Kougar 24th March 2008 14:32

The entire point of thise insanely large 12mb L2 caches, even 16MB caches is to keep the CPU fed with data to crunch.

If you look at AMD K7 processor verses AMD K8 processor benchmarks you will see the improvement integrating the memory controller will bring... it is the biggest reason for why AMD's K8 easily defeated the Pentium.

For example... Imagine you and two other people in a building... You need to complete a project but lack the information. To get the info you must ask the 2nd person to go talk to the 3rd person to get your info and bring it back to you. If you keep havingto ask questions or you find you don't have all the info you can see how slow this would make completing your project...

The middle guy has to act as the go between for you to get the information you need... Until now the middle guy has always been the chipset, the CPU could never directly talk to or update the memory.

geoffrey 24th March 2008 19:05

I don't suspect so see performance boost like with K7->K8, with C2D reducing memory latency's at FSB400 doesn't help that much.
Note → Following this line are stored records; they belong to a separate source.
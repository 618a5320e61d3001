//! Command-line front end for the snipfix binary.

pub mod args;
pub mod config;
pub mod driver;
pub mod reporter;

#[cfg(test)]
#[path = "tests/args_tests.rs"]
mod args_tests;
#[cfg(test)]
#[path = "tests/config_tests.rs"]
mod config_tests;
#[cfg(test)]
#[path = "tests/driver_tests.rs"]
mod driver_tests;
#[cfg(test)]
#[path = "tests/reporter_tests.rs"]
mod reporter_tests;
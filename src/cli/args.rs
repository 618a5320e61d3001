use clap::{Parser, ValueEnum};
use std::path::PathBuf;

/// CLI arguments for the snipfix binary.
#[derive(Parser, Debug)]
#[command(
    name = "snipfix",
    version,
    about = "Detect and repair common mistakes in short JavaScript snippets"
)]
pub struct CliArgs {
    /// Snippet file to analyze. Reads stdin when omitted or `-`.
    pub input: Option<PathBuf>,

    // ==================== Output ====================
    /// Report format.
    #[arg(long, value_enum, default_value_t = OutputFormat::Text)]
    pub format: OutputFormat,

    /// When to color text output.
    #[arg(long, value_enum, default_value_t = ColorChoice::Auto)]
    pub color: ColorChoice,

    // ==================== Fixer ====================
    /// Path to a snipfix.json config file.
    #[arg(short = 'c', long)]
    pub config: Option<PathBuf>,

    /// Disable a Layer-1 rule by name (repeatable).
    #[arg(long = "disable-rule", value_name = "RULE")]
    pub disable_rules: Vec<String>,

    /// Skip undefined-identifier resolution.
    #[arg(long = "no-resolve")]
    pub no_resolve: bool,
}

impl CliArgs {
    /// The input path, or `None` for stdin.
    pub fn input_path(&self) -> Option<&PathBuf> {
        self.input
            .as_ref()
            .filter(|path| path.as_os_str() != "-")
    }
}

#[derive(Clone, Copy, Debug, Eq, PartialEq, ValueEnum)]
pub enum OutputFormat {
    Text,
    Json,
}

#[derive(Clone, Copy, Debug, Eq, PartialEq, ValueEnum)]
pub enum ColorChoice {
    Auto,
    Always,
    Never,
}
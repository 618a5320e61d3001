//! Declaration scanner.
//!
//! Walks the snippet line by line and folds four independent extractions into
//! a `DeclarationIndex`:
//!
//! 1. named `function` parameter lists (and the function's own name),
//! 2. arrow-style parameter lists, parenthesized or bare,
//! 3. names bound by `var`/`let`/`const` (including simple destructuring) and
//!    `catch` bindings,
//! 4. bare assignment targets at statement starts.
//!
//! A single line may contribute to several containers.

use indexmap::{IndexMap, IndexSet};
use once_cell::sync::Lazy;
use regex::Regex;
use tracing::trace;

use crate::reserved::is_reserved;
use crate::source::{is_ident_char, is_standalone, is_valid_identifier, mask_source};

static FUNCTION_SIGNATURE: Lazy<Regex> = Lazy::new(|| {
    Regex::new(r"\bfunction\b\s*\*?\s*([A-Za-z_$][\w$]*)?\s*\(([^)]*)\)").unwrap()
});
static ARROW_PARAMS: Lazy<Regex> = Lazy::new(|| Regex::new(r"\(([^()]*)\)\s*=>").unwrap());
static ARROW_SINGLE_PARAM: Lazy<Regex> =
    Lazy::new(|| Regex::new(r"([A-Za-z_$][\w$]*)\s*=>").unwrap());
static DECLARATION_KEYWORD: Lazy<Regex> =
    Lazy::new(|| Regex::new(r"\b(?:var|let|const)\s+").unwrap());
static CATCH_BINDING: Lazy<Regex> =
    Lazy::new(|| Regex::new(r"\bcatch\s*\(\s*([A-Za-z_$][\w$]*)\s*\)").unwrap());
static CLASS_NAME: Lazy<Regex> =
    Lazy::new(|| Regex::new(r"\bclass\s+([A-Za-z_$][\w$]*)").unwrap());
static ASSIGNMENT_SITE: Lazy<Regex> = Lazy::new(|| {
    Regex::new(r"(?:^|[{};])([ \t]*)([A-Za-z_$][\w$]*)[ \t]*([-+*/%]?)=(?:[^=>]|$)").unwrap()
});

/// Operator of a bare assignment.
#[derive(Clone, Copy, Debug, PartialEq, Eq)]
pub enum AssignOp {
    /// `name = value`
    Plain,
    /// `name += value` and friends; holds the arithmetic operator.
    Compound(char),
}

impl AssignOp {
    fn from_prefix(prefix: &str) -> Self {
        match prefix.chars().next() {
            Some(op) => Self::Compound(op),
            None => Self::Plain,
        }
    }

    /// Initial value that makes the first compound update a no-op.
    #[must_use]
    pub const fn identity_value(self) -> &'static str {
        match self {
            Self::Compound('*' | '/') => "1",
            _ => "0",
        }
    }
}

/// Where a name is first assigned without a declaration.
#[derive(Clone, Debug, PartialEq, Eq)]
pub struct AssignmentSite {
    pub line: usize,
    /// Whitespace between the statement boundary and the name.
    pub indent: String,
    pub operator: AssignOp,
}

/// A bare assignment found on one (masked) line.
#[derive(Clone, Debug, PartialEq, Eq)]
pub struct AssignmentMatch {
    pub name: String,
    /// Byte offset of the name within the line.
    pub name_start: usize,
    pub indent: String,
    pub operator: AssignOp,
}

/// Bare assignment targets at statement starts on a masked line.
///
/// A statement starts at the beginning of the line or after `{`, `}` or `;`.
/// Reserved words are never targets.
#[must_use]
pub fn assignment_sites(masked_line: &str) -> Vec<AssignmentMatch> {
    ASSIGNMENT_SITE
        .captures_iter(masked_line)
        .filter_map(|caps| {
            let name = caps.get(2)?;
            if is_reserved(name.as_str()) {
                return None;
            }
            Some(AssignmentMatch {
                name: name.as_str().to_string(),
                name_start: name.start(),
                indent: caps.get(1).map_or("", |m| m.as_str()).to_string(),
                operator: AssignOp::from_prefix(caps.get(3).map_or("", |m| m.as_str())),
            })
        })
        .collect()
}

/// Declared names, parameters, callables, and undeclared assignment sites.
///
/// Sets keep insertion order; "first parameter" and "first declared variable"
/// mean first in textual order. Names are never removed.
#[derive(Clone, Debug, Default, PartialEq, Eq)]
pub struct DeclarationIndex {
    /// Every name bound by a declaration keyword or as a parameter.
    pub declared: IndexSet<String>,
    /// Function and arrow parameters. Each is also in `declared`.
    pub parameters: IndexSet<String>,
    /// `function NAME` and `class NAME`.
    pub callables: IndexSet<String>,
    /// First bare assignment per name. Later writes never move the record,
    /// so a missing declaration lands at the earliest write rather than the
    /// last one.
    pub assignments: IndexMap<String, AssignmentSite>,
}

impl DeclarationIndex {
    #[must_use]
    pub fn is_declared(&self, name: &str) -> bool {
        self.declared.contains(name)
    }

    /// Mark `name` as declared. Returns `false` if it already was.
    pub fn declare(&mut self, name: &str) -> bool {
        self.declared.insert(name.to_string())
    }

    fn add_parameters(&mut self, list: &str) {
        for part in split_top_level(list) {
            let part = part.trim().trim_start_matches("...");
            let name = part.split('=').next().unwrap_or_default().trim();
            if is_valid_identifier(name) && !is_reserved(name) {
                self.parameters.insert(name.to_string());
                self.declared.insert(name.to_string());
            }
        }
    }

    fn scan_line(&mut self, line_index: usize, line: &str) {
        for caps in FUNCTION_SIGNATURE.captures_iter(line) {
            if let Some(name) = caps.get(1) {
                self.callables.insert(name.as_str().to_string());
            }
            if let Some(params) = caps.get(2) {
                self.add_parameters(params.as_str());
            }
        }

        for caps in ARROW_PARAMS.captures_iter(line) {
            if let Some(params) = caps.get(1) {
                self.add_parameters(params.as_str());
            }
        }

        for caps in ARROW_SINGLE_PARAM.captures_iter(line) {
            if let Some(param) = caps.get(1) {
                if is_standalone(line, param.start(), param.end()) {
                    self.add_parameters(param.as_str());
                }
            }
        }

        for keyword in DECLARATION_KEYWORD.find_iter(line) {
            let word_end = keyword.start() + keyword.as_str().trim_end().len();
            if !is_standalone(line, keyword.start(), word_end) {
                continue;
            }
            for name in declaration_bindings(&line[keyword.end()..]) {
                self.declared.insert(name);
            }
        }

        for caps in CATCH_BINDING.captures_iter(line) {
            if let Some(binding) = caps.get(1) {
                if !is_reserved(binding.as_str()) {
                    self.declared.insert(binding.as_str().to_string());
                }
            }
        }

        for caps in CLASS_NAME.captures_iter(line) {
            if let Some(name) = caps.get(1) {
                self.callables.insert(name.as_str().to_string());
            }
        }

        for site in assignment_sites(line) {
            self.assignments
                .entry(site.name)
                .or_insert_with(|| AssignmentSite {
                    line: line_index,
                    indent: site.indent,
                    operator: site.operator,
                });
        }
    }
}

/// Split at commas that are not nested in brackets, stopping at a `;` or an
/// unmatched closing bracket.
fn split_top_level(text: &str) -> Vec<&str> {
    let mut segments = Vec::new();
    let mut depth = 0usize;
    let mut start = 0;
    for (i, b) in text.bytes().enumerate() {
        match b {
            b'(' | b'[' | b'{' => depth += 1,
            b')' | b']' | b'}' if depth == 0 => {
                segments.push(&text[start..i]);
                return segments;
            }
            b')' | b']' | b'}' => depth -= 1,
            b';' if depth == 0 => {
                segments.push(&text[start..i]);
                return segments;
            }
            b',' if depth == 0 => {
                segments.push(&text[start..i]);
                start = i + 1;
            }
            _ => {}
        }
    }
    segments.push(&text[start..]);
    segments
}

/// Names bound by the declaration list that follows a `var`/`let`/`const`.
fn declaration_bindings(rest: &str) -> Vec<String> {
    let mut names = Vec::new();
    for segment in split_top_level(rest) {
        let segment = segment.trim_start();
        if let Some(pattern) = segment
            .strip_prefix('{')
            .or_else(|| segment.strip_prefix('['))
        {
            let inner = pattern.split(['}', ']']).next().unwrap_or_default();
            for element in inner.split(',') {
                let element = element.trim().trim_start_matches("...");
                let target = element.rsplit(':').next().unwrap_or(element);
                let name = target.split('=').next().unwrap_or_default().trim();
                if is_valid_identifier(name) && !is_reserved(name) {
                    names.push(name.to_string());
                }
            }
        } else {
            let end = segment
                .bytes()
                .position(|b| !is_ident_char(b))
                .unwrap_or(segment.len());
            let name = &segment[..end];
            if is_valid_identifier(name) && !is_reserved(name) {
                names.push(name.to_string());
            }
        }
    }
    names
}

/// Build the declaration index for `text`.
#[must_use]
pub fn scan_declarations(text: &str) -> DeclarationIndex {
    let masked = mask_source(text);
    let mut index = DeclarationIndex::default();
    for (line_index, line) in masked.split('\n').enumerate() {
        index.scan_line(line_index, line);
    }
    trace!(
        declared = index.declared.len(),
        parameters = index.parameters.len(),
        assignments = index.assignments.len(),
        "scanned declarations"
    );
    index
}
Kougar 24th March 2008 19:47

It was my understanding that the FSB has an inherent latency penalty already, and that aggressive memory prefetchers only hid the latency issue. ;) So increasing the FSB would not compensate any for the inherent latency penalty. FSB is just a general bus where everything in the system including other processors use it together, they all share the same FSB. Just like with PCI bus, all the cards used the same PCI bus and would hinder each other's performance.

With QPI not only will there be a dedicated point-to-point interconnect between the CPU and chipset, there will bea dedicated connection directly to the main memory. No waiting on other cores and other processors to be done with the FSB anymore. Since Nehalem will also be a native quad design there won't be any added penalty for having cores mesh coherency traffic over the FSB either.
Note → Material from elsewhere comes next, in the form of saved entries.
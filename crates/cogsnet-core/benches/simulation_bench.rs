use cogsnet_core::{simulation, Event, ForgettingKind, NodeIndex, RunConfig, TimeUnit};
use criterion::{black_box, criterion_group, criterion_main, Criterion};

/// Round-robin event log: `node_count` participants, one event per minute.
fn synthetic_log(node_count: usize, event_count: usize) -> (Vec<Event>, NodeIndex) {
    let mut nodes = NodeIndex::new();
    for id in 0..node_count {
        nodes.intern(id as i64);
    }
    let events = (0..event_count)
        .map(|k| Event {
            source: k % node_count,
            target: (k + 1 + k / node_count) % node_count,
            timestamp: (k as i64) * 60,
        })
        .collect();
    (events, nodes)
}

fn bench_simulate(c: &mut Criterion) {
    let params = RunConfig {
        forgetting: ForgettingKind::Exponential,
        snapshot_interval: 6,
        edge_lifetime: 10,
        mu: 0.4,
        theta: 0.1,
        units: TimeUnit::Hours,
    }
    .resolve()
    .unwrap();

    let mut group = c.benchmark_group("simulate");
    for &(node_count, event_count) in &[(50usize, 2_000usize), (200, 10_000)] {
        let (events, nodes) = synthetic_log(node_count, event_count);
        group.bench_function(format!("{node_count}n_{event_count}e"), |b| {
            b.iter(|| {
                let snapshots =
                    simulation::simulate(black_box(&params), &events, &nodes).unwrap();
                black_box(snapshots)
            })
        });
    }
    group.finish();
}

criterion_group!(benches, bench_simulate);
criterion_main!(benches);
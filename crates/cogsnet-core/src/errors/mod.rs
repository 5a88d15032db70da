//! Error handling for CogSNet.
//! One error enum per subsystem, `thiserror` only, zero `anyhow`.

pub mod config_error;
pub mod ingest_error;
pub mod simulation_error;

pub use config_error::ConfigError;
pub use ingest_error::IngestError;
pub use simulation_error::SimulationError;

/// Top-level error aggregating subsystem errors via `From` conversions.
#[derive(Debug, thiserror::Error)]
pub enum CogsnetError {
    #[error("Configuration error: {0}")]
    Config(#[from] ConfigError),

    #[error("Ingest error: {0}")]
    Ingest(#[from] IngestError),

    #[error("Simulation error: {0}")]
    Simulation(#[from] SimulationError),
}

/// Result alias used at the crate's API boundary.
pub type CogsnetResult<T> = Result<T, CogsnetError>;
Intel chips still scale amazingly worse compared to AMD Opterons in dual/quad socket servers, even if they still overall perform better against AMD chips... this could only be from the FSB/lack of IMC. ;)

C2D is far more data hungry than K8 ever could hope to be. Nehalem will be even more so, Intel widened the instruction pipe even further to accomodate 4 cores executing 8 threads... I suspect this may contribute to the gains seen

Quote:

Originally Posted by Anandtech
Nehalem allows for 33% more micro-ops in flight compared to Penryn (128 micro-ops vs. 96 in Penryn), this increase was achieved by simply increasing the size of the re-order window and other such buffers throughout the pipeline.
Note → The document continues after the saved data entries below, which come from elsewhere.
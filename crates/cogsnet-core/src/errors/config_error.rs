//! Configuration errors.

/// Errors raised while validating or resolving run parameters.
/// All of these are detected before any event is processed.
#[derive(Debug, thiserror::Error)]
pub enum ConfigError {
    #[error("unknown forgetting kind '{value}': allowed values are 'linear', 'power', or 'exponential'")]
    UnknownForgettingKind { value: String },

    #[error("unknown time unit {value}: allowed values are 1 (seconds), 60 (minutes), or 3600 (hours)")]
    UnknownTimeUnit { value: u32 },

    #[error("edge_lifetime must be greater than 0")]
    EdgeLifetimeZero,

    #[error("mu ({mu}) must be greater than 0 and at most 1")]
    MuOutOfRange { mu: f64 },

    #[error("theta ({theta}) must be at least 0 and less than mu ({mu})")]
    ThetaOutOfRange { theta: f64, mu: f64 },

    #[error("failed to parse config {path}: {message}")]
    Parse { path: String, message: String },
}
//! Run parameters: validation, unit scaling, and λ derivation.

use std::str::FromStr;

use serde::{Deserialize, Serialize};

use crate::errors::ConfigError;
use crate::forgetting;

/// The forgetting curve applied to edge weights between reinforcements.
#[derive(Debug, Clone, Copy, PartialEq, Eq, Serialize, Deserialize)]
#[serde(rename_all = "lowercase")]
pub enum ForgettingKind {
    Linear,
    Power,
    Exponential,
}

impl ForgettingKind {
    pub fn as_str(&self) -> &'static str {
        match self {
            Self::Linear => "linear",
            Self::Power => "power",
            Self::Exponential => "exponential",
        }
    }
}

impl FromStr for ForgettingKind {
    type Err = ConfigError;

    fn from_str(s: &str) -> Result<Self, Self::Err> {
        match s {
            "linear" => Ok(Self::Linear),
            "power" => Ok(Self::Power),
            "exponential" => Ok(Self::Exponential),
            other => Err(ConfigError::UnknownForgettingKind {
                value: other.to_string(),
            }),
        }
    }
}

/// Tick base for `snapshot_interval` and `edge_lifetime` relative to event
/// timestamps (which are always seconds).
#[derive(Debug, Clone, Copy, PartialEq, Eq, Serialize, Deserialize)]
#[serde(try_from = "u32", into = "u32")]
pub enum TimeUnit {
    Seconds,
    Minutes,
    Hours,
}

impl TimeUnit {
    /// Number of event-timestamp ticks in one unit.
    pub fn ticks(&self) -> u64 {
        match self {
            Self::Seconds => 1,
            Self::Minutes => 60,
            Self::Hours => 3600,
        }
    }
}

impl TryFrom<u32> for TimeUnit {
    type Error = ConfigError;

    fn try_from(value: u32) -> Result<Self, Self::Error> {
        match value {
            1 => Ok(Self::Seconds),
            60 => Ok(Self::Minutes),
            3600 => Ok(Self::Hours),
            other => Err(ConfigError::UnknownTimeUnit { value: other }),
        }
    }
}

impl From<TimeUnit> for u32 {
    fn from(unit: TimeUnit) -> Self {
        unit.ticks() as u32
    }
}

/// User-supplied run parameters.
///
/// `snapshot_interval` and `edge_lifetime` are expressed in `units`;
/// `resolve` scales them into the tick base of the event timestamps.
/// A `snapshot_interval` of 0 means one snapshot per distinct subsequent
/// event time.
#[derive(Debug, Clone, Serialize, Deserialize)]
#[serde(default)]
pub struct RunConfig {
    pub forgetting: ForgettingKind,
    pub snapshot_interval: u64,
    pub edge_lifetime: u64,
    pub mu: f64,
    pub theta: f64,
    pub units: TimeUnit,
}

impl Default for RunConfig {
    fn default() -> Self {
        Self {
            forgetting: ForgettingKind::Exponential,
            snapshot_interval: 0,
            edge_lifetime: 24,
            mu: 0.3,
            theta: 0.1,
            units: TimeUnit::Hours,
        }
    }
}

impl RunConfig {
    /// Load a configuration from a TOML string.
    pub fn from_toml(toml_str: &str) -> Result<Self, ConfigError> {
        toml::from_str(toml_str).map_err(|e| ConfigError::Parse {
            path: "<string>".to_string(),
            message: e.to_string(),
        })
    }

    /// Load a configuration from a TOML file.
    pub fn from_toml_file(path: &std::path::Path) -> Result<Self, ConfigError> {
        let content = std::fs::read_to_string(path).map_err(|e| ConfigError::Parse {
            path: path.display().to_string(),
            message: e.to_string(),
        })?;
        toml::from_str(&content).map_err(|e| ConfigError::Parse {
            path: path.display().to_string(),
            message: e.to_string(),
        })
    }

    /// Validate the parameter ranges.
    pub fn validate(&self) -> Result<(), ConfigError> {
        if self.edge_lifetime == 0 {
            return Err(ConfigError::EdgeLifetimeZero);
        }
        if self.mu <= 0.0 || self.mu > 1.0 {
            return Err(ConfigError::MuOutOfRange { mu: self.mu });
        }
        if self.theta < 0.0 || self.theta >= self.mu {
            return Err(ConfigError::ThetaOutOfRange {
                theta: self.theta,
                mu: self.mu,
            });
        }
        Ok(())
    }

    /// Validate, scale the interval and lifetime into ticks, and derive λ.
    pub fn resolve(&self) -> Result<DecayParams, ConfigError> {
        self.validate()?;

        let scale = self.units.ticks();
        let edge_lifetime = (self.edge_lifetime * scale) as i64;
        let lambda =
            forgetting::derive_lambda(self.forgetting, self.mu, self.theta, edge_lifetime as f64);

        Ok(DecayParams {
            kind: self.forgetting,
            mu: self.mu,
            theta: self.theta,
            lambda,
            unit_scale: scale as f64,
            snapshot_interval: (self.snapshot_interval * scale) as i64,
            edge_lifetime,
        })
    }
}

/// Resolved parameters, read-only for the rest of the run. λ is always
/// derived here, never supplied directly.
#[derive(Debug, Clone)]
pub struct DecayParams {
    pub kind: ForgettingKind,
    pub mu: f64,
    pub theta: f64,
    pub lambda: f64,
    /// Divisor applied to raw timestamp differences.
    pub unit_scale: f64,
    /// Snapshot interval in event-timestamp ticks (0 = per-event snapshots).
    pub snapshot_interval: i64,
    /// Edge lifetime in event-timestamp ticks.
    pub edge_lifetime: i64,
}

#[cfg(test)]
mod tests {
    use super::*;

    fn linear_config() -> RunConfig {
        RunConfig {
            forgetting: ForgettingKind::Linear,
            snapshot_interval: 5,
            edge_lifetime: 10,
            mu: 0.5,
            theta: 0.1,
            units: TimeUnit::Seconds,
        }
    }

    #[test]
    fn resolve_derives_linear_lambda() {
        let params = linear_config().resolve().unwrap();
        assert!((params.lambda - 0.04).abs() < 1e-12);
        assert_eq!(params.snapshot_interval, 5);
        assert_eq!(params.edge_lifetime, 10);
    }

    #[test]
    fn resolve_scales_by_units() {
        let mut config = linear_config();
        config.units = TimeUnit::Minutes;
        let params = config.resolve().unwrap();
        assert_eq!(params.snapshot_interval, 300);
        assert_eq!(params.edge_lifetime, 600);
        assert!((params.unit_scale - 60.0).abs() < f64::EPSILON);
        // λ uses the scaled lifetime.
        assert!((params.lambda - (0.5 - 0.1) / 600.0).abs() < 1e-12);
    }

    #[test]
    fn validate_rejects_zero_lifetime() {
        let mut config = linear_config();
        config.edge_lifetime = 0;
        assert!(matches!(
            config.validate(),
            Err(ConfigError::EdgeLifetimeZero)
        ));
    }

    #[test]
    fn validate_rejects_mu_out_of_range() {
        let mut config = linear_config();
        config.mu = 0.0;
        assert!(matches!(
            config.validate(),
            Err(ConfigError::MuOutOfRange { .. })
        ));
        config.mu = 1.5;
        assert!(matches!(
            config.validate(),
            Err(ConfigError::MuOutOfRange { .. })
        ));
    }

    #[test]
    fn validate_rejects_theta_at_or_above_mu() {
        let mut config = linear_config();
        config.theta = 0.5;
        assert!(matches!(
            config.validate(),
            Err(ConfigError::ThetaOutOfRange { .. })
        ));
        config.theta = -0.1;
        assert!(matches!(
            config.validate(),
            Err(ConfigError::ThetaOutOfRange { .. })
        ));
    }

    #[test]
    fn forgetting_kind_parses_known_values() {
        assert_eq!(
            "exponential".parse::<ForgettingKind>().unwrap(),
            ForgettingKind::Exponential
        );
        assert!(matches!(
            "ebbinghaus".parse::<ForgettingKind>(),
            Err(ConfigError::UnknownForgettingKind { .. })
        ));
    }

    #[test]
    fn time_unit_rejects_unknown_scale() {
        assert!(TimeUnit::try_from(1800).is_err());
        assert_eq!(TimeUnit::try_from(60).unwrap(), TimeUnit::Minutes);
    }

    #[test]
    fn from_toml_round_trip() {
        let config = RunConfig::from_toml(
            r#"
            forgetting = "linear"
            snapshot_interval = 5
            edge_lifetime = 10
            mu = 0.5
            theta = 0.1
            units = 1
            "#,
        )
        .unwrap();
        assert_eq!(config.forgetting, ForgettingKind::Linear);
        assert_eq!(config.units, TimeUnit::Seconds);

        let err = RunConfig::from_toml("units = 7").unwrap_err();
        assert!(matches!(err, ConfigError::Parse { .. }));
    }
}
With more micro-ops in flight, Nehalem can extract greater instruction level parallelism (ILP) as well as support an increase in micro-ops thanks to each core now handling micro-ops from two threads at once.


geoffrey 24th March 2008 21:58

For server/workstation, the bandwidth of the CSI bus is just huge, combined with the on-die memory controller Nehalem will certainly offer a nice gain compared to C2D. On the tech side of things, Nehalem is spectacular, but not for home users... probable not enough data to feed.

Kougar 25th March 2008 16:01

We haven't run out of data yet... :) Even single-threaded applications are going to see a performance improvement.

Thought this was interesting: http://blogs.zdnet.com/Ou/?p=1025 Especially for Shanghai's results.

geoffrey 25th March 2008 17:09

To bad they forgot to mention clock rates :D

Still, at this moment dual core is still favorable over Quads, unless software dramatically changes over the following half year I don't think many home users will need it, maybe in 2 years or so... Theoretically, single core apps may be faster, but will you notice the difference compared with the E8x00 which is doing all ready very good? If so, where?